Get Off At the Next Stop: THE GIRL ON THE TRAIN

The Girl on the Train
by Paula Hawkins

If Ernest Hemingway were a woman and wrote a spin-off of Gone Girl, it would look very much like The Girl on the TrainGone Girl is incredibly crafted to deliver a psychological punch -- TGotT is a mostly flimsy, slapped-together, predictable addition to the unreliable narrator genre.
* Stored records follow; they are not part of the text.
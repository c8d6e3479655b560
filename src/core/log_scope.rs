//! Unit-of-work handle carrying an optional field store
//!
//! A [`LogScope`] is passed explicitly through the code that serves one request
//! or job. Cloning it is cheap and every clone shares the same
//! [`FieldStore`]. Operations on a scope without a store are silent no-ops, so
//! code that receives a bare scope keeps logging instead of failing.

use super::field::{Field, FieldValue};
use super::field_store::FieldStore;
use super::log_level::LogLevel;
use super::merge::merge_ad_hoc;
use std::sync::Arc;

#[derive(Debug, Clone, Default)]
pub struct LogScope {
    store: Option<Arc<FieldStore>>,
}

impl LogScope {
    /// A scope with a fresh, empty store
    pub fn new() -> Self {
        Self {
            store: Some(Arc::new(FieldStore::new())),
        }
    }

    /// A scope with no store; field operations are ignored
    pub fn detached() -> Self {
        Self { store: None }
    }

    /// Attach a fresh store unless one is already present
    #[must_use]
    pub fn with_store(mut self) -> Self {
        self.ensure_store();
        self
    }

    /// Attach a fresh store unless one is already present, returning it
    pub fn ensure_store(&mut self) -> &Arc<FieldStore> {
        self.store.get_or_insert_with(|| Arc::new(FieldStore::new()))
    }

    /// Swap in a fresh store, returning the previous one.
    ///
    /// Other clones of this scope keep the old store.
    pub fn replace_store(&mut self) -> Option<Arc<FieldStore>> {
        self.store.replace(Arc::new(FieldStore::new()))
    }

    pub fn store(&self) -> Option<&Arc<FieldStore>> {
        self.store.as_ref()
    }

    pub fn has_store(&self) -> bool {
        self.store.is_some()
    }

    pub fn add_field(&self, key: impl Into<String>, value: impl Into<FieldValue>) {
        if let Some(store) = &self.store {
            store.add_field(key, value);
        }
    }

    pub fn add_fields(&self, fields: impl IntoIterator<Item = Field>) {
        if let Some(store) = &self.store {
            store.add_fields(fields);
        }
    }

    pub fn add_meta_field(&self, key: impl Into<String>, value: impl Into<FieldValue>) {
        if let Some(store) = &self.store {
            store.add_meta_field(key, value);
        }
    }

    pub fn add_meta_fields(&self, fields: impl IntoIterator<Item = Field>) {
        if let Some(store) = &self.store {
            store.add_meta_fields(fields);
        }
    }

    pub fn add_level_field(
        &self,
        level: LogLevel,
        key: impl Into<String>,
        value: impl Into<FieldValue>,
    ) {
        if let Some(store) = &self.store {
            store.add_level_field(level, key, value);
        }
    }

    pub fn add_level_fields(&self, level: LogLevel, fields: impl IntoIterator<Item = Field>) {
        if let Some(store) = &self.store {
            store.add_level_fields(level, fields);
        }
    }

    pub fn add_debug(&self, fields: impl IntoIterator<Item = Field>) {
        self.add_level_fields(LogLevel::Debug, fields);
    }

    pub fn add_info(&self, fields: impl IntoIterator<Item = Field>) {
        self.add_level_fields(LogLevel::Info, fields);
    }

    pub fn add_warn(&self, fields: impl IntoIterator<Item = Field>) {
        self.add_level_fields(LogLevel::Warn, fields);
    }

    pub fn add_error(&self, fields: impl IntoIterator<Item = Field>) {
        self.add_level_fields(LogLevel::Error, fields);
    }

    pub fn add_fatal(&self, fields: impl IntoIterator<Item = Field>) {
        self.add_level_fields(LogLevel::Fatal, fields);
    }

    pub fn remove_field(&self, key: &str) {
        if let Some(store) = &self.store {
            store.remove_field(key);
        }
    }

    pub fn find_field(&self, key: &str) -> Option<Field> {
        self.store.as_ref()?.find_field(key)
    }

    pub fn find_meta_field(&self, key: &str) -> Option<Field> {
        self.store.as_ref()?.find_meta_field(key)
    }

    /// Final field list for a record at `level`; call-site fields only when
    /// there is no store
    pub fn merge(&self, level: LogLevel, ad_hoc: Vec<Field>) -> Vec<Field> {
        match &self.store {
            Some(store) => store.merge(level, ad_hoc),
            None => merge_ad_hoc(ad_hoc),
        }
    }

    /// Levels with a field bucket, lowest first
    pub fn present_levels(&self) -> Vec<LogLevel> {
        self.store
            .as_ref()
            .map(|store| store.present_levels())
            .unwrap_or_default()
    }
}

#[cfg(test)]
mod tests {
    use super::*;

    #[test]
    fn test_detached_scope_is_noop() {
        let scope = LogScope::detached();
        scope.add_field("key", "text");
        scope.add_meta_field("key", "text");
        scope.add_warn([Field::new("key", "text")]);
        scope.add_debug([Field::new("key", "text")]);
        scope.add_error([Field::new("key", "text")]);
        scope.add_fatal([Field::new("key", "text")]);
        scope.add_info([Field::new("key", "text")]);
        scope.remove_field("key");

        assert!(scope.find_field("key").is_none());
        assert!(scope.find_meta_field("key").is_none());
        assert!(scope.present_levels().is_empty());
    }

    #[test]
    fn test_detached_scope_still_merges_call_site_fields() {
        let scope = LogScope::detached();
        let merged = scope.merge(LogLevel::Warn, vec![Field::new("a", 1)]);
        assert_eq!(merged, vec![Field::new("a", 1)]);
    }

    #[test]
    fn test_with_store_keeps_existing() {
        let scope = LogScope::new();
        scope.add_meta_field("key", "text");

        let scope = scope.with_store();
        assert!(scope.find_meta_field("key").is_some());

        let attached = LogScope::detached().with_store();
        assert!(attached.has_store());
    }

    #[test]
    fn test_replace_store_starts_empty() {
        let mut scope = LogScope::new();
        scope.add_field("key", "text");
        let other = scope.clone();

        let previous = scope.replace_store().expect("had a store");
        assert!(previous.find_field("key").is_some());
        assert!(scope.find_field("key").is_none());
        assert!(other.find_field("key").is_some());
    }

    #[test]
    fn test_clones_share_store() {
        let scope = LogScope::new();
        let clone = scope.clone();
        clone.add_field("shared", true);

        assert!(scope.find_field("shared").is_some());
    }
}
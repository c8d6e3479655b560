//! Severity set membership

use crate::core::LogLevel;
use std::collections::BTreeSet;
use std::fmt;

/// Accepts exactly the severities it was built with.
///
/// This is not a threshold: a filter over `{Warn, Error}` rejects `Fatal`.
///
/// # Example
///
/// ```
/// use logit::{LevelFilter, LogLevel};
///
/// let filter = LevelFilter::new([LogLevel::Warn, LogLevel::Error]);
/// assert!(filter.accepts(LogLevel::Error));
/// assert!(!filter.accepts(LogLevel::Fatal));
/// ```
#[derive(Debug, Clone, Default, PartialEq, Eq)]
pub struct LevelFilter {
    levels: BTreeSet<LogLevel>,
}

impl LevelFilter {
    pub fn new(levels: impl IntoIterator<Item = LogLevel>) -> Self {
        Self {
            levels: levels.into_iter().collect(),
        }
    }

    /// Every severity at or above `min`
    pub fn at_least(min: LogLevel) -> Self {
        Self::new(min.and_above())
    }

    #[inline]
    pub fn accepts(&self, level: LogLevel) -> bool {
        self.levels.contains(&level)
    }

    pub fn is_empty(&self) -> bool {
        self.levels.is_empty()
    }

    pub fn levels(&self) -> impl Iterator<Item = LogLevel> + '_ {
        self.levels.iter().copied()
    }
}

impl fmt::Display for LevelFilter {
    fn fmt(&self, f: &mut fmt::Formatter<'_>) -> fmt::Result {
        let names: Vec<&str> = self.levels.iter().map(|l| l.to_str()).collect();
        write!(f, "{{{}}}", names.join(","))
    }
}

#[cfg(test)]
mod tests {
    use super::*;

    #[test]
    fn test_membership_not_threshold() {
        let filter = LevelFilter::new([LogLevel::Debug, LogLevel::Info]);
        assert!(filter.accepts(LogLevel::Debug));
        assert!(filter.accepts(LogLevel::Info));
        assert!(!filter.accepts(LogLevel::Warn));
        assert_eq!(filter.to_string(), "{DEBUG,INFO}");
    }

    #[test]
    fn test_at_least() {
        let filter = LevelFilter::at_least(LogLevel::Error);
        let levels: Vec<LogLevel> = filter.levels().collect();
        assert_eq!(levels, vec![LogLevel::Error, LogLevel::Panic, LogLevel::Fatal]);
        assert!(LevelFilter::new([]).is_empty());
    }
}
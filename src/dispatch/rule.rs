//! Dispatch rules

use crate::core::{EncoderFactory, LogLevel};
use std::collections::BTreeSet;
use std::fmt;

/// Routes a set of severities to `base_filename` + `suffix`.
///
/// # Example
///
/// ```
/// use logit::{DispatchRule, LogLevel};
///
/// let rules = vec![
///     DispatchRule::new("", [LogLevel::Debug, LogLevel::Info]),
///     DispatchRule::new("wf", [LogLevel::Warn, LogLevel::Error]),
/// ];
/// assert!(rules.iter().all(|r| r.is_valid()));
/// ```
#[derive(Clone, Default)]
pub struct DispatchRule {
    pub suffix: String,
    pub levels: BTreeSet<LogLevel>,
    /// Overrides the builder's encoder for this destination only
    pub encoder: Option<EncoderFactory>,
}

impl DispatchRule {
    pub fn new(suffix: impl Into<String>, levels: impl IntoIterator<Item = LogLevel>) -> Self {
        Self {
            suffix: suffix.into(),
            levels: levels.into_iter().collect(),
            encoder: None,
        }
    }

    #[must_use = "builder methods return a new value and do not modify the original"]
    pub fn with_level(mut self, level: LogLevel) -> Self {
        self.levels.insert(level);
        self
    }

    #[must_use = "builder methods return a new value and do not modify the original"]
    pub fn with_encoder(mut self, encoder: EncoderFactory) -> Self {
        self.encoder = Some(encoder);
        self
    }

    /// Rules without severities are skipped when building
    pub fn is_valid(&self) -> bool {
        !self.levels.is_empty()
    }

    /// `base` with this rule's suffix appended
    pub fn destination(&self, base: &str) -> String {
        format!("{}{}", base, normalize_suffix(&self.suffix))
    }
}

impl fmt::Debug for DispatchRule {
    fn fmt(&self, f: &mut fmt::Formatter<'_>) -> fmt::Result {
        f.debug_struct("DispatchRule")
            .field("suffix", &self.suffix)
            .field("levels", &self.levels)
            .field("encoder", &self.encoder.as_ref().map(|_| "<factory>"))
            .finish()
    }
}

/// `""` stays empty, anything else gets a leading dot if it lacks one
pub fn normalize_suffix(suffix: &str) -> String {
    if suffix.is_empty() || suffix.starts_with('.') {
        suffix.to_string()
    } else {
        format!(".{}", suffix)
    }
}
//! Fan-out core: one (encoder, writer, filter) triple per rule

use super::level_filter::LevelFilter;
use crate::core::{
    report_error, DispatchMetrics, Encoder, ErrorCallback, LogCore, LogEntry, LogLevel,
    LoggerError, Result, WriteHandle,
};
use std::panic::{catch_unwind, AssertUnwindSafe};
use std::sync::Arc;

/// One destination inside a [`DispatchCore`]
pub struct SubCore {
    encoder: Box<dyn Encoder>,
    writer: Arc<dyn WriteHandle>,
    filter: LevelFilter,
}

impl SubCore {
    pub fn new(encoder: Box<dyn Encoder>, writer: Arc<dyn WriteHandle>, filter: LevelFilter) -> Self {
        Self {
            encoder,
            writer,
            filter,
        }
    }

    pub fn filter(&self) -> &LevelFilter {
        &self.filter
    }

    pub fn destination(&self) -> &str {
        self.writer.destination()
    }

    pub fn encoder_name(&self) -> &str {
        self.encoder.name()
    }

    fn deliver(&self, entry: &LogEntry) -> Result<()> {
        let bytes = self.encoder.encode(entry)?;
        self.writer.write_all(&bytes)
    }
}

/// Delivers each record to every sub-core whose filter accepts its severity.
///
/// Sub-cores are isolated from each other: an encode error, a write error or a
/// panic in one is reported to the error callback and the rest still receive
/// the record.
pub struct DispatchCore {
    subs: Vec<SubCore>,
    on_error: Option<ErrorCallback>,
    metrics: DispatchMetrics,
}

impl DispatchCore {
    pub fn new(subs: Vec<SubCore>, on_error: Option<ErrorCallback>) -> Self {
        Self {
            subs,
            on_error,
            metrics: DispatchMetrics::new(),
        }
    }

    pub fn sub_cores(&self) -> &[SubCore] {
        &self.subs
    }

    /// Destinations that would receive a record at `level`
    pub fn destinations_for(&self, level: LogLevel) -> Vec<&str> {
        self.subs
            .iter()
            .filter(|sub| sub.filter.accepts(level))
            .map(SubCore::destination)
            .collect()
    }

    pub fn metrics(&self) -> &DispatchMetrics {
        &self.metrics
    }

    fn report(&self, err: LoggerError) {
        report_error(self.on_error.as_ref(), &err);
    }
}

impl LogCore for DispatchCore {
    fn enabled(&self, level: LogLevel) -> bool {
        self.subs.iter().any(|sub| sub.filter.accepts(level))
    }

    fn log(&self, entry: &LogEntry) {
        for sub in self.subs.iter().filter(|sub| sub.filter.accepts(entry.level)) {
            match catch_unwind(AssertUnwindSafe(|| sub.deliver(entry))) {
                Ok(Ok(())) => {
                    self.metrics.record_written();
                }
                Ok(Err(e)) => {
                    self.metrics.record_failed();
                    self.report(LoggerError::partial_write(sub.destination(), e));
                }
                Err(panic_info) => {
                    let panic_msg = if let Some(s) = panic_info.downcast_ref::<&str>() {
                        s.to_string()
                    } else if let Some(s) = panic_info.downcast_ref::<String>() {
                        s.clone()
                    } else {
                        "Unknown panic".to_string()
                    };
                    self.metrics.record_panicked();
                    self.report(LoggerError::partial_write(
                        sub.destination(),
                        LoggerError::other(format!("{} panicked: {}", sub.encoder.name(), panic_msg)),
                    ));
                }
            }
        }
    }

    /// Flushes each distinct destination; the first failure is returned
    fn sync(&self) -> Result<()> {
        let mut first_error: Option<LoggerError> = None;
        let mut flushed: Vec<*const ()> = Vec::with_capacity(self.subs.len());

        for sub in &self.subs {
            let id = Arc::as_ptr(&sub.writer) as *const ();
            if flushed.contains(&id) {
                continue;
            }
            flushed.push(id);

            if let Err(e) = sub.writer.flush() {
                first_error.get_or_insert(LoggerError::partial_write(sub.destination(), e));
            }
        }

        first_error.map_or(Ok(()), Err)
    }
}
I want to like Rachel, I really do -- she's pathetic in her earnestness and inability to focus.  She's lost her job, her husband, and any hope of having children.  In order to keep up the charade of going to work, each day she takes the morning train into "work," walks around all day (usually drinking), and then takes the train home after "work."  Every morning the train makes a stop that allows Rachel to gaze into the houses built right next to the track.  One of those houses used to belong to her -- and her ex-husband, with his then-mistress and now-wife.  A few houses down, a seemingly loving couple lay out on the patio, unaware of Rachel's intense gaze.  Rachel names the couple Jess and Jason, and proceeds to imagine their sophisticated, affection life together.

Except, appearances can be deceiving.  Just like Rachel attempts to fool everyone that she is not an alcoholic and still has a job, it is quite easy to see the rifts in “Jess” and “Jason”’s relationship.  Rachel conveniently blacks out quite often, enabling her to forget what she did the day and night before – did she knock on her ex-husband’s door again?  Did she leave drunken voicemail messages again? 


Storylines between Tom (Rachel’s ex-husband), “Jess,” “Jason,” Rachel, and Tom’s new wife all begin to cross paths more often than not.  I could predict the ending relatively early in, leaving me to race through supposedly taut and mysterious scenes in the hopes that something, anything, would surprise me.